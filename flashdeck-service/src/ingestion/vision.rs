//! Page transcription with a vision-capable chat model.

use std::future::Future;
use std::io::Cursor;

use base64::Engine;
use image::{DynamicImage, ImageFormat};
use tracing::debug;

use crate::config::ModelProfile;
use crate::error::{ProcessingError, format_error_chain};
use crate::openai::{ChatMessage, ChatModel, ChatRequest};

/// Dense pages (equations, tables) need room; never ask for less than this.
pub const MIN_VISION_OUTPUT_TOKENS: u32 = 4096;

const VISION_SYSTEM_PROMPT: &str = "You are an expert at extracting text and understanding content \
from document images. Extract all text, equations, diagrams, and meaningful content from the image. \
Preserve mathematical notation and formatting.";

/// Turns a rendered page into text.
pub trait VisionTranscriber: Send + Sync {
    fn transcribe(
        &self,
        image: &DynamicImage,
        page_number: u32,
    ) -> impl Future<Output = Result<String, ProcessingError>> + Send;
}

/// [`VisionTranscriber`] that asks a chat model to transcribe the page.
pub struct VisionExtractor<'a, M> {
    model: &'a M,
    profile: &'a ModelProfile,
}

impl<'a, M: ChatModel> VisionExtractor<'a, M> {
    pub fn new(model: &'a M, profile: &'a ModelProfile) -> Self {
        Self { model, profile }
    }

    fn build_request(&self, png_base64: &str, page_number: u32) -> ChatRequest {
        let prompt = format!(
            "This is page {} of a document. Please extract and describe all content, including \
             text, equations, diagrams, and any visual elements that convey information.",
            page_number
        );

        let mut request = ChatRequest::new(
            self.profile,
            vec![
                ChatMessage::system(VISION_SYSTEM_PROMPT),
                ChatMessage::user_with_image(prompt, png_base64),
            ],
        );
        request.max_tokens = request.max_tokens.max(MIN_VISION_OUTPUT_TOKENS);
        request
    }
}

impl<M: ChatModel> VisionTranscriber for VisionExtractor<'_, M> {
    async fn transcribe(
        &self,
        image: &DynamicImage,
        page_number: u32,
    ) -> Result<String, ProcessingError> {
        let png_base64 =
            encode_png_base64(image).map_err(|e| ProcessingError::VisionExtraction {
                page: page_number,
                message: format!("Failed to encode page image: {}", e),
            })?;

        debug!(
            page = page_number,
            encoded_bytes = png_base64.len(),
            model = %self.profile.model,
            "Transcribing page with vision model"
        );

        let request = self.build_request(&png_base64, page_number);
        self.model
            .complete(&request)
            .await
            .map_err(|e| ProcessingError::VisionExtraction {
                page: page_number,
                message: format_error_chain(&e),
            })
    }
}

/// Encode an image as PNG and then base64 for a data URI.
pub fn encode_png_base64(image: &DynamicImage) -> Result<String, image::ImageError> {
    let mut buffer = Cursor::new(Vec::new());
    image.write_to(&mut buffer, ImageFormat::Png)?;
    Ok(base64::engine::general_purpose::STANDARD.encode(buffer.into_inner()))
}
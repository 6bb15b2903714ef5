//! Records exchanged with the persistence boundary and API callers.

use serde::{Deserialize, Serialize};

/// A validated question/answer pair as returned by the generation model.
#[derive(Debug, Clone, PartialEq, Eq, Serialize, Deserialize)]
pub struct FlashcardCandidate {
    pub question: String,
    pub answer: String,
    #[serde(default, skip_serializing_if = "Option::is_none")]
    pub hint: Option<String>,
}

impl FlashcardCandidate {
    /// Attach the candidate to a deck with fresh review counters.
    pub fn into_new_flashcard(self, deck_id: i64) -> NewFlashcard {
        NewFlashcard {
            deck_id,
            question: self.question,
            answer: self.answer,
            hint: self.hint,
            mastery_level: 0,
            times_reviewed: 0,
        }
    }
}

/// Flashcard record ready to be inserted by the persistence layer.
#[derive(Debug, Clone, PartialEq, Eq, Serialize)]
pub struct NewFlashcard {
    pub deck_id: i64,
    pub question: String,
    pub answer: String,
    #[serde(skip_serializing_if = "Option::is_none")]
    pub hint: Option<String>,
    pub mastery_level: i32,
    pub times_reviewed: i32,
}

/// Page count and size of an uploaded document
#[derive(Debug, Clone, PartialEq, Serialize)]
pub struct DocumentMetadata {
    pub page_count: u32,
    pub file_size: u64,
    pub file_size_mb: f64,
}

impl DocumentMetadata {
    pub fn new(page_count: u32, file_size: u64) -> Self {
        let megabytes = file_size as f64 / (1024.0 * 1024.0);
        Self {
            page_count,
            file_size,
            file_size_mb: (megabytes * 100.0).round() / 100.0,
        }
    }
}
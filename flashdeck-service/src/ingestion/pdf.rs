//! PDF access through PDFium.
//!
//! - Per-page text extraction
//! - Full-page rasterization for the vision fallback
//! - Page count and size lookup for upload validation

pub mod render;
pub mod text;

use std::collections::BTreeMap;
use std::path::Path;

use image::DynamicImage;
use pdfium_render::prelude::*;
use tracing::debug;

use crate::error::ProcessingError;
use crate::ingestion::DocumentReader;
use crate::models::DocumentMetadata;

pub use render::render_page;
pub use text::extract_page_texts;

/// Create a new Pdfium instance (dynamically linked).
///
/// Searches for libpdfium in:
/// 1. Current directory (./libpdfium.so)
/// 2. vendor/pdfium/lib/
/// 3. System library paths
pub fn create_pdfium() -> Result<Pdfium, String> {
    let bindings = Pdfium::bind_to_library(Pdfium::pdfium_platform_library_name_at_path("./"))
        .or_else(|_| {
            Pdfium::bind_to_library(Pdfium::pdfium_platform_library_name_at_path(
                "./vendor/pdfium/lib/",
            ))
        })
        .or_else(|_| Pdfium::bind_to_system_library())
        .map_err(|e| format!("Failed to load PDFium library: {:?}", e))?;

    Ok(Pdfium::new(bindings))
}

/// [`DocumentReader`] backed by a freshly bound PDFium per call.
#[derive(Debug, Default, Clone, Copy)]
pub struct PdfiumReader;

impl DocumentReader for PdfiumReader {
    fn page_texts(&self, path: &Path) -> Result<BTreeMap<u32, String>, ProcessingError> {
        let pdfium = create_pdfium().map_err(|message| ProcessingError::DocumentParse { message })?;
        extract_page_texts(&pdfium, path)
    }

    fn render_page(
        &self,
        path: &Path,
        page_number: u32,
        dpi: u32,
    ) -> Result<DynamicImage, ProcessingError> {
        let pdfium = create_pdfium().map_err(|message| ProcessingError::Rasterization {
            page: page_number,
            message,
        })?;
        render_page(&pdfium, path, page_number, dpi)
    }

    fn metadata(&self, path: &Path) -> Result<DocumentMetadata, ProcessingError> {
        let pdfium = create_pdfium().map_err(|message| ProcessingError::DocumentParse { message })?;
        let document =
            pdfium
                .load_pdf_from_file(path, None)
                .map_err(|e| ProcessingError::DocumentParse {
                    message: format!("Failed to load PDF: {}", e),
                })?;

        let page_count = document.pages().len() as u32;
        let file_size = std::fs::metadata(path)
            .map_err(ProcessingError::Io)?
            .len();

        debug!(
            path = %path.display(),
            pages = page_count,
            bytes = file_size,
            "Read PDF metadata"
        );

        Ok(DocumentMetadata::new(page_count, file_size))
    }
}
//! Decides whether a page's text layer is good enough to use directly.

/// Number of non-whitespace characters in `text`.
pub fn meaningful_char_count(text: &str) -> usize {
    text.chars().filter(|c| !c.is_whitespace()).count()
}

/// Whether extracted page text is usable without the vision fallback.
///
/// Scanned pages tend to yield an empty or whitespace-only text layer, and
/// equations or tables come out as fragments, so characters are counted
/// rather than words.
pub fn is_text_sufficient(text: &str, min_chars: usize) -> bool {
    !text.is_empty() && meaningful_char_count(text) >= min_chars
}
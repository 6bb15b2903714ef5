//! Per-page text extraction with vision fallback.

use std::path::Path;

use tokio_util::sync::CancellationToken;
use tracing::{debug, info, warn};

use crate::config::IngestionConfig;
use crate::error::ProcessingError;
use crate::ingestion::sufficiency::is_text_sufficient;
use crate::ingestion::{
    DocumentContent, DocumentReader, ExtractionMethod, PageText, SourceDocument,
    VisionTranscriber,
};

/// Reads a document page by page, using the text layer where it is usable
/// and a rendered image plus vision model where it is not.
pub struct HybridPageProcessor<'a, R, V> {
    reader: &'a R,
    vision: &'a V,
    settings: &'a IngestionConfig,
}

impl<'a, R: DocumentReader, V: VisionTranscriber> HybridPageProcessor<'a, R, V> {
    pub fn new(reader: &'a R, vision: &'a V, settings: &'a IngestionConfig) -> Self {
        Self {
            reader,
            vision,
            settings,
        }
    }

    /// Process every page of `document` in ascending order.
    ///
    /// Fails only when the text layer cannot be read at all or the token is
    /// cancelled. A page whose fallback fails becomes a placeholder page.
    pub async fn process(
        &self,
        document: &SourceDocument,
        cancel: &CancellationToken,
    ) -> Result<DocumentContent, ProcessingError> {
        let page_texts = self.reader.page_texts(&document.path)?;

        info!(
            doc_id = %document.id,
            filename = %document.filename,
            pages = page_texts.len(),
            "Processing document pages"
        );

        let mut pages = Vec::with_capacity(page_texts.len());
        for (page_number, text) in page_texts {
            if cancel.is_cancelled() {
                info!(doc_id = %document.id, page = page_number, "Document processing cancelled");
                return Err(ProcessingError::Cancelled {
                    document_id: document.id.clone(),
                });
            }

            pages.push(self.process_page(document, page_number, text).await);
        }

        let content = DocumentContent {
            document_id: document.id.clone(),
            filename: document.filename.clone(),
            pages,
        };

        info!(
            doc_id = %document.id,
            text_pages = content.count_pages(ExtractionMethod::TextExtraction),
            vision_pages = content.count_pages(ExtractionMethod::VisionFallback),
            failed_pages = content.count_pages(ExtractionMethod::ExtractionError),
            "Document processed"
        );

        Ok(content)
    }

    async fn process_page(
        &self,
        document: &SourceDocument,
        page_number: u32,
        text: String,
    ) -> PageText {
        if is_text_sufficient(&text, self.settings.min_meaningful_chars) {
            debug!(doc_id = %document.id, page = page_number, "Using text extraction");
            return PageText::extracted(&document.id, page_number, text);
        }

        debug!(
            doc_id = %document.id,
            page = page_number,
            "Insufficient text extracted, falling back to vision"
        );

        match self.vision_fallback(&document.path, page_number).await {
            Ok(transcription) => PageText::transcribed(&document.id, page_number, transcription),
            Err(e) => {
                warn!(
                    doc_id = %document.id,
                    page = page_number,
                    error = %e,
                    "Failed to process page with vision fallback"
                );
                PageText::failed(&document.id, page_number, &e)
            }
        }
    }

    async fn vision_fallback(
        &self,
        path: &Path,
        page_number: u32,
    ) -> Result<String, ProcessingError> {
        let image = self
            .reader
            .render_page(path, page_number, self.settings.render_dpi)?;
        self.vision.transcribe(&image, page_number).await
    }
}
◆ ◆ ◆
Task directions | Looking at the data above, write out exactly the lines that start at the one containing "#[derive(Debug, Clone, PartialEq, Serialize)]" and end at the one containing "- Per-page text extraction"; include both and nothing beyond.

Written response |
#[derive(Debug, Clone, PartialEq, Serialize)]
pub struct DocumentMetadata {
    pub page_count: u32,
    pub file_size: u64,
    pub file_size_mb: f64,
}

impl DocumentMetadata {
    pub fn new(page_count: u32, file_size: u64) -> Self {
        let megabytes = file_size as f64 / (1024.0 * 1024.0);
        Self {
            page_count,
            file_size,
            file_size_mb: (megabytes * 100.0).round() / 100.0,
        }
    }
}
filename flashdeck-service/src/ingestion/pdf.rs
//! PDF access through PDFium.
//!
//! - Per-page text extraction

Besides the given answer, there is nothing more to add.